┏━━
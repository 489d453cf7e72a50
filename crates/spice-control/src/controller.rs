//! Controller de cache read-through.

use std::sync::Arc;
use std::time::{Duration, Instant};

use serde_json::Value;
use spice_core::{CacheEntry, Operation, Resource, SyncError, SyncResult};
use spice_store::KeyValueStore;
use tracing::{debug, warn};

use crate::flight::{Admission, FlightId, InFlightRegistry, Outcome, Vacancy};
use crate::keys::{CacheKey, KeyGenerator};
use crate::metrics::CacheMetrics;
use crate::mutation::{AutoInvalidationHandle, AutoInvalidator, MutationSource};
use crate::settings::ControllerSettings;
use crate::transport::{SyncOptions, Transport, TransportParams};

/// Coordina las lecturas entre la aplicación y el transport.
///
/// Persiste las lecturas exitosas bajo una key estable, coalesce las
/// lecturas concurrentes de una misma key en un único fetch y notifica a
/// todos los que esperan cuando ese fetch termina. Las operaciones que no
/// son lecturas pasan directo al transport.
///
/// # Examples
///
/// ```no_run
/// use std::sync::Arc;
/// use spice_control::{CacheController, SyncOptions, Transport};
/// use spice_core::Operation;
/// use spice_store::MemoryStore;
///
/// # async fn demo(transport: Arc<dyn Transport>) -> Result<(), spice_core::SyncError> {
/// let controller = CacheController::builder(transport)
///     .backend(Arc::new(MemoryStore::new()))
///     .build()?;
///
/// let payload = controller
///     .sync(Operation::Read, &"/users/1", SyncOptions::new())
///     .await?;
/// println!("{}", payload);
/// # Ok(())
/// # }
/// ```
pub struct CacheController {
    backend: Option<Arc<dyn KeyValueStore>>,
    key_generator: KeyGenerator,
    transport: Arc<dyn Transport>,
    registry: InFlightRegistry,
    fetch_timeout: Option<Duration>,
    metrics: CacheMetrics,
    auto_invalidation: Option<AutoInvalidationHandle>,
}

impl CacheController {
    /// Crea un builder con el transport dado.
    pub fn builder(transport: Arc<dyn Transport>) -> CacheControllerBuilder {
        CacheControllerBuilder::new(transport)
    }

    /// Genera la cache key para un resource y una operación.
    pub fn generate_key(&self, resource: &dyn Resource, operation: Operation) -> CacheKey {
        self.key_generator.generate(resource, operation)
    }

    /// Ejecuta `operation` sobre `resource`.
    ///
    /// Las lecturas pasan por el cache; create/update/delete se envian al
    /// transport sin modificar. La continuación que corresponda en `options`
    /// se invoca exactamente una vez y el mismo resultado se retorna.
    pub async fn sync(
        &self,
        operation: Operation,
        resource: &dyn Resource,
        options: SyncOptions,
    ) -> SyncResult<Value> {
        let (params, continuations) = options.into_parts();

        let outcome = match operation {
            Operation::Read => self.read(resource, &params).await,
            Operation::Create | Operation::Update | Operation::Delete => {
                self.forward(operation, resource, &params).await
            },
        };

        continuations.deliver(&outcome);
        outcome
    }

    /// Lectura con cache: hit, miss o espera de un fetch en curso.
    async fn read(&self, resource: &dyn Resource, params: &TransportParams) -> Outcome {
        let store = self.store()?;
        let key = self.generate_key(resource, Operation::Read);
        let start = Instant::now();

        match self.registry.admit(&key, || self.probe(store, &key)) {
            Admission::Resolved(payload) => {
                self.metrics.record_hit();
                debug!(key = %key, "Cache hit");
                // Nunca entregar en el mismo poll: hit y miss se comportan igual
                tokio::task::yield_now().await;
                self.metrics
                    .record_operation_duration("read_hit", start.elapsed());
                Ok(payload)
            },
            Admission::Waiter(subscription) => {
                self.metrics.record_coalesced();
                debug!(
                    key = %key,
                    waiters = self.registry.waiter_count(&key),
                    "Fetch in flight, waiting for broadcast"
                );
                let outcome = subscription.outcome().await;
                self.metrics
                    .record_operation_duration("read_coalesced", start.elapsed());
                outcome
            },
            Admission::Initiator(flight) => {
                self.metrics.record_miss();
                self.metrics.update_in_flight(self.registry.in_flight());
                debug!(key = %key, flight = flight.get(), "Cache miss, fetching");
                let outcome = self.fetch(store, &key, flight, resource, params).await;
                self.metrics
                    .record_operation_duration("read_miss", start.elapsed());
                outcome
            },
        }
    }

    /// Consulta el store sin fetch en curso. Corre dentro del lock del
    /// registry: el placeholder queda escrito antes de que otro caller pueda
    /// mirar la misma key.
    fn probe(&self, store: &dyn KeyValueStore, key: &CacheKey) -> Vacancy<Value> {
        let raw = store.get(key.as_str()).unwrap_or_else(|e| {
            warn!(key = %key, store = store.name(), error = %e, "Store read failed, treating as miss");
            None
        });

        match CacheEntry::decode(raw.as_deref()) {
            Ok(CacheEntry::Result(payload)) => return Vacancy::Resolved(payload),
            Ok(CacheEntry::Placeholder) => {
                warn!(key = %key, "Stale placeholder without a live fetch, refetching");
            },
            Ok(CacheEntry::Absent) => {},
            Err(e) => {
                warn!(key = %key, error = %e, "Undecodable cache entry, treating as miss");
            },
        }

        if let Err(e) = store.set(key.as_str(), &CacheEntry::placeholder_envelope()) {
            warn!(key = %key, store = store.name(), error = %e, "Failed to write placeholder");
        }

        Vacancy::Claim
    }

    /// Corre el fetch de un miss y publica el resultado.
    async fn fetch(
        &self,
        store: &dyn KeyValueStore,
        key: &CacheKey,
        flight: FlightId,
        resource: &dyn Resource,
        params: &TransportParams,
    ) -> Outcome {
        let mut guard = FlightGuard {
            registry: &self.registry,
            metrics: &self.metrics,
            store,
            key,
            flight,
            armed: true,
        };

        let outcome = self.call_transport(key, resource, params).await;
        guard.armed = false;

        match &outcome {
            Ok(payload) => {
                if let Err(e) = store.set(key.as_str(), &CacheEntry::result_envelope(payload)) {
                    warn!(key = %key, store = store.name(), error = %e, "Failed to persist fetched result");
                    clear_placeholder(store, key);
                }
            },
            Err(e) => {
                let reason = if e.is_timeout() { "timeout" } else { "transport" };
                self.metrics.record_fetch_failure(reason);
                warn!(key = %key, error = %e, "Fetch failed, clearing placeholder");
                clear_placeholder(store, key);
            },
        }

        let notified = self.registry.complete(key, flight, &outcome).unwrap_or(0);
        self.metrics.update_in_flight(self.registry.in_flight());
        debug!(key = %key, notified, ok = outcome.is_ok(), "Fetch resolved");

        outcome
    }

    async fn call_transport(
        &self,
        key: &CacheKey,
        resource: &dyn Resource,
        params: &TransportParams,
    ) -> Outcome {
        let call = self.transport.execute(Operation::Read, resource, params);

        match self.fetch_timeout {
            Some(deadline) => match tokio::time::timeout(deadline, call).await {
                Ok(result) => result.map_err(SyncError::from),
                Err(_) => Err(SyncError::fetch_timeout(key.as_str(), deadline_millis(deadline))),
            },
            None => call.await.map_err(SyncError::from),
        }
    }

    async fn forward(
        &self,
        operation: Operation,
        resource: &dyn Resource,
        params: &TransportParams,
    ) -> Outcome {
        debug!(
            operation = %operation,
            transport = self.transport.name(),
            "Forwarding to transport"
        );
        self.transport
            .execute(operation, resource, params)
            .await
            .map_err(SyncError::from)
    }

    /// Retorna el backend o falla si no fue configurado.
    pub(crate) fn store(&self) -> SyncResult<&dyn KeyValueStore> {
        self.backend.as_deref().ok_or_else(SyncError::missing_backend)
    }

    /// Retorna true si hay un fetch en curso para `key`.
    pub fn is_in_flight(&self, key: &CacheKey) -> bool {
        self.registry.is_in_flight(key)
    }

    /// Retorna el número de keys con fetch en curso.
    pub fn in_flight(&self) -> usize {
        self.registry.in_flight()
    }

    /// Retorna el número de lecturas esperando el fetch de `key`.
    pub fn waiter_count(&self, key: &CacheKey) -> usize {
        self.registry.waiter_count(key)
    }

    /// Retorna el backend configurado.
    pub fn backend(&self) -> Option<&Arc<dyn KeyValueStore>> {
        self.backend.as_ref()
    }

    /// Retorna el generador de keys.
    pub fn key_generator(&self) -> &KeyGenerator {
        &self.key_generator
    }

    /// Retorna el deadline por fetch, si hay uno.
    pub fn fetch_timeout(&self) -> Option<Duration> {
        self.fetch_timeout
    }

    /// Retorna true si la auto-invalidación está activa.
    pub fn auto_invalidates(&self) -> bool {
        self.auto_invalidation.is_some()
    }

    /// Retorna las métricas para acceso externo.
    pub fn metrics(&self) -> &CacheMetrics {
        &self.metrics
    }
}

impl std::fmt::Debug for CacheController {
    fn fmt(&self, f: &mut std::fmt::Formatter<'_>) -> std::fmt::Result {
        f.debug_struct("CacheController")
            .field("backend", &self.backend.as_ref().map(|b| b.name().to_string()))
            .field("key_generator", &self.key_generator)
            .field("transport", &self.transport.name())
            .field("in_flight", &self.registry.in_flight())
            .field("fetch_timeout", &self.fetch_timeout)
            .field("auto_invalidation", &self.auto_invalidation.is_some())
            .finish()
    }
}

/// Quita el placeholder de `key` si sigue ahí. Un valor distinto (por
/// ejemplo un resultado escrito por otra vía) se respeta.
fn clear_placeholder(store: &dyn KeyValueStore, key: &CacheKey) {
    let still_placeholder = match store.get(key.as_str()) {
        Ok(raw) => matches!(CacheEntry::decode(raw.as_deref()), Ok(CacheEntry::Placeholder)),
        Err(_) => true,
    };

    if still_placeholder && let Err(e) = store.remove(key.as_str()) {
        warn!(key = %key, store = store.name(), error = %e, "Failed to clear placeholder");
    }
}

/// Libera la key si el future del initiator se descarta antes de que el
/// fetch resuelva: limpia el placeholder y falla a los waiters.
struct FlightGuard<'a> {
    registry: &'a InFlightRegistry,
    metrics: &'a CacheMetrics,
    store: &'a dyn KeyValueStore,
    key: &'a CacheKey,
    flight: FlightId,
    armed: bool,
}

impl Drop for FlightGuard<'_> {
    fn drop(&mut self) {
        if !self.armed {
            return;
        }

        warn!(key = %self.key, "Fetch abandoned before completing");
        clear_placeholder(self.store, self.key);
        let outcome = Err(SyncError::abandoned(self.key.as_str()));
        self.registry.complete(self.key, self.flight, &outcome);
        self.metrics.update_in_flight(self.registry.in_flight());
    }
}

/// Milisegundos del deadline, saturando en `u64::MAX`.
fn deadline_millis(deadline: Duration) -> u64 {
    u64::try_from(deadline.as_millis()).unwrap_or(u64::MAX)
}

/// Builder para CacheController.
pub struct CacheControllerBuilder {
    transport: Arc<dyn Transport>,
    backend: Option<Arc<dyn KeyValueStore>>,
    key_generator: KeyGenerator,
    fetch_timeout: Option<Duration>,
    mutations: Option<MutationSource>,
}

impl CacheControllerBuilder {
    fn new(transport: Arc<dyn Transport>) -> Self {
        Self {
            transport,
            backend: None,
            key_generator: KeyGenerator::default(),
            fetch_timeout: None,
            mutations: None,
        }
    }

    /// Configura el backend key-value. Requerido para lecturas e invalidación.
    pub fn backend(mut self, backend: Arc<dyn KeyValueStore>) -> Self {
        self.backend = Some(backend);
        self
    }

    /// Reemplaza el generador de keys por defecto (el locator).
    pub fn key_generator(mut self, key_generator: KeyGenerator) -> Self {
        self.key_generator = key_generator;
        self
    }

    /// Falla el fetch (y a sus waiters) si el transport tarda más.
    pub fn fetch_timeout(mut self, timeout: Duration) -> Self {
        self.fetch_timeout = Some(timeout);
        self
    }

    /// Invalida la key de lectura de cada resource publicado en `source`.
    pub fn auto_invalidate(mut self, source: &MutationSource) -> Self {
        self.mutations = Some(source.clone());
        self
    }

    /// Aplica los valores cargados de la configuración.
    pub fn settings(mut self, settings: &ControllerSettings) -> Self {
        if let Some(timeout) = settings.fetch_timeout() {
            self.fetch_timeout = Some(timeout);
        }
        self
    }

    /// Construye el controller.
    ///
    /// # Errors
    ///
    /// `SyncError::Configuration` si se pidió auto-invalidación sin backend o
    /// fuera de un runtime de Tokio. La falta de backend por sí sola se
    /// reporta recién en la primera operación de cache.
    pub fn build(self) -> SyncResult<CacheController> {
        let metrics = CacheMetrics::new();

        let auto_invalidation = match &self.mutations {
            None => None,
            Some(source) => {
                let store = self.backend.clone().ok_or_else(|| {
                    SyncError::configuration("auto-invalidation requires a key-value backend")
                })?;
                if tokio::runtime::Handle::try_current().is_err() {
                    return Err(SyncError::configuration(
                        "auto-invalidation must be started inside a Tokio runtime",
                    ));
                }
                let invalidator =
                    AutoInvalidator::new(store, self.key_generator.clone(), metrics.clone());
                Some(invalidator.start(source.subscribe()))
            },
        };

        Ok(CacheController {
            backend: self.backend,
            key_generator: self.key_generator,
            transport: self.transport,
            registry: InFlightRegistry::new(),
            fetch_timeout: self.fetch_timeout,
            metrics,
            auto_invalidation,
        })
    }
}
┗━━
┏━━
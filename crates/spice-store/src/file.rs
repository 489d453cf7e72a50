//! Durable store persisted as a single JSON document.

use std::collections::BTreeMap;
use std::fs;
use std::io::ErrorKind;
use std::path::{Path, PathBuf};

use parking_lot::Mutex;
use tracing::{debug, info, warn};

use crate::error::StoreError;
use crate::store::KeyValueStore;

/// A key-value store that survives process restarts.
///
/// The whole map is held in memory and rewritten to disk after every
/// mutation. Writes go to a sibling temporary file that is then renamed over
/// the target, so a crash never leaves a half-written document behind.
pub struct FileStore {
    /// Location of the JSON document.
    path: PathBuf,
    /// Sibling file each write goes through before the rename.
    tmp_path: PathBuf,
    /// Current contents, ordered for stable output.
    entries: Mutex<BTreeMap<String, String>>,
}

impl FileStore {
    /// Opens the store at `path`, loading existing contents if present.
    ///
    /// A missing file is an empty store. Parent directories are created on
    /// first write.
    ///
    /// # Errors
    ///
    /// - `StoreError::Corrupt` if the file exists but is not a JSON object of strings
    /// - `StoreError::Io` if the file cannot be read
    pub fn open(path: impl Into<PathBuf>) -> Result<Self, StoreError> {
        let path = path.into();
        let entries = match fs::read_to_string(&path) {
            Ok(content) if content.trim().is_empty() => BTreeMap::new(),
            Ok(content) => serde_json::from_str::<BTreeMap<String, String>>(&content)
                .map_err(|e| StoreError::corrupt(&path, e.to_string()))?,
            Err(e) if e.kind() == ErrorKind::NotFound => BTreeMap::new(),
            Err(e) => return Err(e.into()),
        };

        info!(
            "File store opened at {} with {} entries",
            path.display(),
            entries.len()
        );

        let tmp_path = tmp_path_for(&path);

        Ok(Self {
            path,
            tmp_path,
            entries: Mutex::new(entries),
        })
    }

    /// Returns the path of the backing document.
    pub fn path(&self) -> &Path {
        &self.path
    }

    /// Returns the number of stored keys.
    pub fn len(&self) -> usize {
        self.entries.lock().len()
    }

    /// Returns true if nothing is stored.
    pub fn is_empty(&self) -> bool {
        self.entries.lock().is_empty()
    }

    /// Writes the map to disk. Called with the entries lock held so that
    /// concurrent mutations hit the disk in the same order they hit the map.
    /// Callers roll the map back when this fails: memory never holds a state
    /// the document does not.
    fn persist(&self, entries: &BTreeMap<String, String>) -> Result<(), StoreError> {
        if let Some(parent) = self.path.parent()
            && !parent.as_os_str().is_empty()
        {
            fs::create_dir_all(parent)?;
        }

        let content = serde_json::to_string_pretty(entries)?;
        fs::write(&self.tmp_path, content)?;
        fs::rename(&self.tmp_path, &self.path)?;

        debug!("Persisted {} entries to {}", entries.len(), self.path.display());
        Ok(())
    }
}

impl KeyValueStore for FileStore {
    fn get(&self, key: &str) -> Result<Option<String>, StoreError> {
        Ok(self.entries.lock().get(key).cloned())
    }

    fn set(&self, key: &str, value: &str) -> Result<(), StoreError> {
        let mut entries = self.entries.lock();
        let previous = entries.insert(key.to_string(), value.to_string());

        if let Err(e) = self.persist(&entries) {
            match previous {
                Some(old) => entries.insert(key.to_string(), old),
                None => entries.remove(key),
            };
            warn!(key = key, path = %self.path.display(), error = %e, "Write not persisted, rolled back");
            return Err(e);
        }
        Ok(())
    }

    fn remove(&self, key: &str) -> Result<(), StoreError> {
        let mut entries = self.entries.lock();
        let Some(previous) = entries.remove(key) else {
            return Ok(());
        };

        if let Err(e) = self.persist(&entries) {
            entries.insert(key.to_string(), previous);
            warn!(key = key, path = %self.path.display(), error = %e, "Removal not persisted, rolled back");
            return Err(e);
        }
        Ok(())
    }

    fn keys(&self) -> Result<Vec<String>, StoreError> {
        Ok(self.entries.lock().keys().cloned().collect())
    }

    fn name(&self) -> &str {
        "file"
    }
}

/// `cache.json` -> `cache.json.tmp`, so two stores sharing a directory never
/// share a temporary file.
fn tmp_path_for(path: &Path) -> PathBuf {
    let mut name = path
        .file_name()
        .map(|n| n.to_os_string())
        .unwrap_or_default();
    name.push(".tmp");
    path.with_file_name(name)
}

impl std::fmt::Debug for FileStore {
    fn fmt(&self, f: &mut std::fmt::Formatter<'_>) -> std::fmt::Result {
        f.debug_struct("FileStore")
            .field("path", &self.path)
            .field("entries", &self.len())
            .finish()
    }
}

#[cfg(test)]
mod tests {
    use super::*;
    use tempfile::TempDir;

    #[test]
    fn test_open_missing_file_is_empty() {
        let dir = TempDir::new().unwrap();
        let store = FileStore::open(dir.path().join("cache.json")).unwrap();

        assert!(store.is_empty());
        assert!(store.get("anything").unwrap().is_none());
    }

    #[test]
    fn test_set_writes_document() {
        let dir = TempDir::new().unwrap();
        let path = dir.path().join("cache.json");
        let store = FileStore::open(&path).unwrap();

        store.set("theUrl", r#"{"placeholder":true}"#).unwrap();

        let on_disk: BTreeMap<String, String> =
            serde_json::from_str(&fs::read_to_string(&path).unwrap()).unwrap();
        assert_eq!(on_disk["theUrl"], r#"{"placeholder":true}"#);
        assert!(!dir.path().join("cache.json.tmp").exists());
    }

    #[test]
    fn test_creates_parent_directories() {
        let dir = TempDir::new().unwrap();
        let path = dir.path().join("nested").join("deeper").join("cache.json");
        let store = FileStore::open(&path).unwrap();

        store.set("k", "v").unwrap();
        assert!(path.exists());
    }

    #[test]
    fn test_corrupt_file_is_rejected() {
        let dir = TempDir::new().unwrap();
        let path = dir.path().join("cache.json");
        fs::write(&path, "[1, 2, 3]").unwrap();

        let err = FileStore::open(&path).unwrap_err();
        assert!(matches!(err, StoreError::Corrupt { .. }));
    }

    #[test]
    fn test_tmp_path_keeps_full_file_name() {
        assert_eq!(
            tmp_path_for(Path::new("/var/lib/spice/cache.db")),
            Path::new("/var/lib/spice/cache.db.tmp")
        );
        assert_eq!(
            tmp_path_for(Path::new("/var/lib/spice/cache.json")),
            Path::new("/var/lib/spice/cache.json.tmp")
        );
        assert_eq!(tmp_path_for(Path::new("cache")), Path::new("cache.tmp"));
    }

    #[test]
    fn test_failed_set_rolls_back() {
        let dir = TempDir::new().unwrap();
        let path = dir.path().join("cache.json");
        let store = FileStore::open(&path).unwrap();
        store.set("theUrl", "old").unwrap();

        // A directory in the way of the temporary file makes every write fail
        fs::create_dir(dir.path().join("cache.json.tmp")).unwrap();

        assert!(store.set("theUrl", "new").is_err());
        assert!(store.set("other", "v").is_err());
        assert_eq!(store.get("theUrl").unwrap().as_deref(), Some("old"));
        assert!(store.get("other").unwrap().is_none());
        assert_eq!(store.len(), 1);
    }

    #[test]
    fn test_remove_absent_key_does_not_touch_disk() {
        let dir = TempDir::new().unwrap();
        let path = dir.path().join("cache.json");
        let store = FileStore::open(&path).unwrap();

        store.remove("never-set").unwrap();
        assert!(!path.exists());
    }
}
┗━━
= TASK =
Extract every line from the records above that contains the word "mismo".

= SOLUTION =
    /// se invoca exactamente una vez y el mismo resultado se retorna.
                // Nunca entregar en el mismo poll: hit y miss se comportan igual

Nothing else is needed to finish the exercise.